YOUR INSTRUCTIONS.
The response must contain every line below in which "written" appears.

MATERIAL SUPPLIED section start

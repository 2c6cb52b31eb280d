//! The sorted range family: merging and set operations.
//!
//! Every function here expects its inputs to already be sorted by the ordering it is given, and
//! produces sorted output. Where both inputs hold equivalent elements, the one from the first
//! input is written first (or is the one written, for the set operations), so all of these are
//! stable. Inputs are consumed in a single pass, so any [`IntoIterator`] will do.

use std::cmp::Ordering;
use std::iter::Peekable;

use crate::iter::OutputCursor;

/// Which of two peeked inputs comes first.
enum Next {
    A,
    B,
    Both,
    Done,
}

fn compare_heads<I1, I2, F>(a: &mut Peekable<I1>, b: &mut Peekable<I2>, compare: &mut F) -> Next
where
    I1: Iterator,
    I2: Iterator<Item = I1::Item>,
    F: FnMut(&I1::Item, &I1::Item) -> Ordering,
{
    match (a.peek(), b.peek()) {
        (Some(x), Some(y)) => match compare(x, y) {
            Ordering::Less => Next::A,
            Ordering::Greater => Next::B,
            Ordering::Equal => Next::Both,
        },
        (Some(_), None) => Next::A,
        (None, Some(_)) => Next::B,
        (None, None) => Next::Done,
    }
}

/// Merges two sorted inputs into `out`, returning the output cursor.
///
/// # Examples
/// ```
/// # use sequence_lib::algorithm::merge;
/// let merged = merge([1, 3, 5], [2, 3, 4], Vec::new());
/// assert_eq!(merged, [1, 2, 3, 3, 4, 5]);
/// ```
pub fn merge<I1, I2, O>(a: I1, b: I2, out: O) -> O
where
    I1: IntoIterator,
    I2: IntoIterator<Item = I1::Item>,
    I1::Item: Ord,
    O: OutputCursor<I1::Item>,
{
    merge_by(a, b, out, Ord::cmp)
}

/// Merges two inputs sorted by `compare` into `out`, returning the output cursor. Equivalent
/// elements from `a` come before those from `b`.
pub fn merge_by<I1, I2, O, F>(a: I1, b: I2, mut out: O, mut compare: F) -> O
where
    I1: IntoIterator,
    I2: IntoIterator<Item = I1::Item>,
    O: OutputCursor<I1::Item>,
    F: FnMut(&I1::Item, &I1::Item) -> Ordering,
{
    let mut a = a.into_iter().peekable();
    let mut b = b.into_iter().peekable();

    loop {
        let item = match compare_heads(&mut a, &mut b, &mut compare) {
            Next::A | Next::Both => a.next(),
            Next::B => b.next(),
            Next::Done => break,
        };
        if let Some(item) = item {
            out.put(item);
        }
    }
    out
}

/// Writes every element found in either sorted input to `out`. An element present `m` times in
/// `a` and `n` times in `b` is written `max(m, n)` times.
pub fn set_union<I1, I2, O>(a: I1, b: I2, out: O) -> O
where
    I1: IntoIterator,
    I2: IntoIterator<Item = I1::Item>,
    I1::Item: Ord,
    O: OutputCursor<I1::Item>,
{
    set_union_by(a, b, out, Ord::cmp)
}

/// [`set_union`] with a custom ordering.
pub fn set_union_by<I1, I2, O, F>(a: I1, b: I2, mut out: O, mut compare: F) -> O
where
    I1: IntoIterator,
    I2: IntoIterator<Item = I1::Item>,
    O: OutputCursor<I1::Item>,
    F: FnMut(&I1::Item, &I1::Item) -> Ordering,
{
    let mut a = a.into_iter().peekable();
    let mut b = b.into_iter().peekable();

    loop {
        let item = match compare_heads(&mut a, &mut b, &mut compare) {
            Next::A => a.next(),
            Next::B => b.next(),
            Next::Both => {
                b.next();
                a.next()
            }
            Next::Done => break,
        };
        if let Some(item) = item {
            out.put(item);
        }
    }
    out
}

/// Writes every element of `a` that is also found in `b` to `out`. An element present `m` times
/// in `a` and `n` times in `b` is written `min(m, n)` times.
///
/// # Examples
/// ```
/// # use sequence_lib::algorithm::set_intersection;
/// let common = set_intersection([1, 2, 2, 3, 5], [2, 2, 4, 5], Vec::new());
/// assert_eq!(common, [2, 2, 5]);
/// ```
pub fn set_intersection<I1, I2, O>(a: I1, b: I2, out: O) -> O
where
    I1: IntoIterator,
    I2: IntoIterator<Item = I1::Item>,
    I1::Item: Ord,
    O: OutputCursor<I1::Item>,
{
    set_intersection_by(a, b, out, Ord::cmp)
}

/// [`set_intersection`] with a custom ordering.
pub fn set_intersection_by<I1, I2, O, F>(a: I1, b: I2, mut out: O, mut compare: F) -> O
where
    I1: IntoIterator,
    I2: IntoIterator<Item = I1::Item>,
    O: OutputCursor<I1::Item>,
    F: FnMut(&I1::Item, &I1::Item) -> Ordering,
{
    let mut a = a.into_iter().peekable();
    let mut b = b.into_iter().peekable();

    loop {
        match compare_heads(&mut a, &mut b, &mut compare) {
            Next::A => {
                a.next();
            }
            Next::B => {
                b.next();
            }
            Next::Both => {
                b.next();
                if let Some(item) = a.next() {
                    out.put(item);
                }
            }
            Next::Done => break,
        }
        if a.peek().is_none() || b.peek().is_none() {
            break;
        }
    }
    out
}

/// Writes every element of `a` that is not found in `b` to `out`. An element present `m` times
/// in `a` and `n` times in `b` is written `m - n` times, if that is positive.
pub fn set_difference<I1, I2, O>(a: I1, b: I2, out: O) -> O
where
    I1: IntoIterator,
    I2: IntoIterator<Item = I1::Item>,
    I1::Item: Ord,
    O: OutputCursor<I1::Item>,
{
    set_difference_by(a, b, out, Ord::cmp)
}

/// [`set_difference`] with a custom ordering.
pub fn set_difference_by<I1, I2, O, F>(a: I1, b: I2, mut out: O, mut compare: F) -> O
where
    I1: IntoIterator,
    I2: IntoIterator<Item = I1::Item>,
    O: OutputCursor<I1::Item>,
    F: FnMut(&I1::Item, &I1::Item) -> Ordering,
{
    let mut a = a.into_iter().peekable();
    let mut b = b.into_iter().peekable();

    loop {
        match compare_heads(&mut a, &mut b, &mut compare) {
            Next::A => {
                if let Some(item) = a.next() {
                    out.put(item);
                }
            }
            Next::B => {
                if a.peek().is_none() {
                    break;
                }
                b.next();
            }
            Next::Both => {
                a.next();
                b.next();
            }
            Next::Done => break,
        }
    }
    out
}

/// Writes every element found in exactly one of the sorted inputs to `out`. An element present
/// `m` times in `a` and `n` times in `b` is written `|m - n|` times.
///
/// # Examples
/// ```
/// # use sequence_lib::algorithm::set_symmetric_difference;
/// let odd_ones = set_symmetric_difference([1, 2, 3, 4], [3, 4, 5], Vec::new());
/// assert_eq!(odd_ones, [1, 2, 5]);
/// ```
pub fn set_symmetric_difference<I1, I2, O>(a: I1, b: I2, out: O) -> O
where
    I1: IntoIterator,
    I2: IntoIterator<Item = I1::Item>,
    I1::Item: Ord,
    O: OutputCursor<I1::Item>,
{
    set_symmetric_difference_by(a, b, out, Ord::cmp)
}

/// [`set_symmetric_difference`] with a custom ordering.
pub fn set_symmetric_difference_by<I1, I2, O, F>(a: I1, b: I2, mut out: O, mut compare: F) -> O
where
    I1: IntoIterator,
    I2: IntoIterator<Item = I1::Item>,
    O: OutputCursor<I1::Item>,
    F: FnMut(&I1::Item, &I1::Item) -> Ordering,
{
    let mut a = a.into_iter().peekable();
    let mut b = b.into_iter().peekable();

    loop {
        let item = match compare_heads(&mut a, &mut b, &mut compare) {
            Next::A => a.next(),
            Next::B => b.next(),
            Next::Both => {
                a.next();
                b.next();
                None
            }
            Next::Done => break,
        };
        if let Some(item) = item {
            out.put(item);
        }
    }
    out
}

/// Returns true if every element of the sorted input `b` is found in the sorted input `a`, with
/// at least as many occurrences.
pub fn includes<I1, I2>(a: I1, b: I2) -> bool
where
    I1: IntoIterator,
    I2: IntoIterator<Item = I1::Item>,
    I1::Item: Ord,
{
    includes_by(a, b, Ord::cmp)
}

/// [`includes`] with a custom ordering.
pub fn includes_by<I1, I2, F>(a: I1, b: I2, mut compare: F) -> bool
where
    I1: IntoIterator,
    I2: IntoIterator<Item = I1::Item>,
    F: FnMut(&I1::Item, &I1::Item) -> Ordering,
{
    let mut a = a.into_iter().peekable();
    let mut b = b.into_iter().peekable();

    loop {
        match compare_heads(&mut a, &mut b, &mut compare) {
            Next::A => {
                a.next();
            }
            Next::B => return false,
            Next::Both => {
                a.next();
                b.next();
            }
            Next::Done => return true,
        }
        if b.peek().is_none() {
            return true;
        }
    }
}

MATERIAL SUPPLIED section end

RESULT BELOW.
//! input is written first (or is the one written, for the set operations), so all of these are
/// `a` and `n` times in `b` is written `max(m, n)` times.
/// in `a` and `n` times in `b` is written `min(m, n)` times.
/// in `a` and `n` times in `b` is written `m - n` times, if that is positive.
/// `m` times in `a` and `n` times in `b` is written `|m - n|` times.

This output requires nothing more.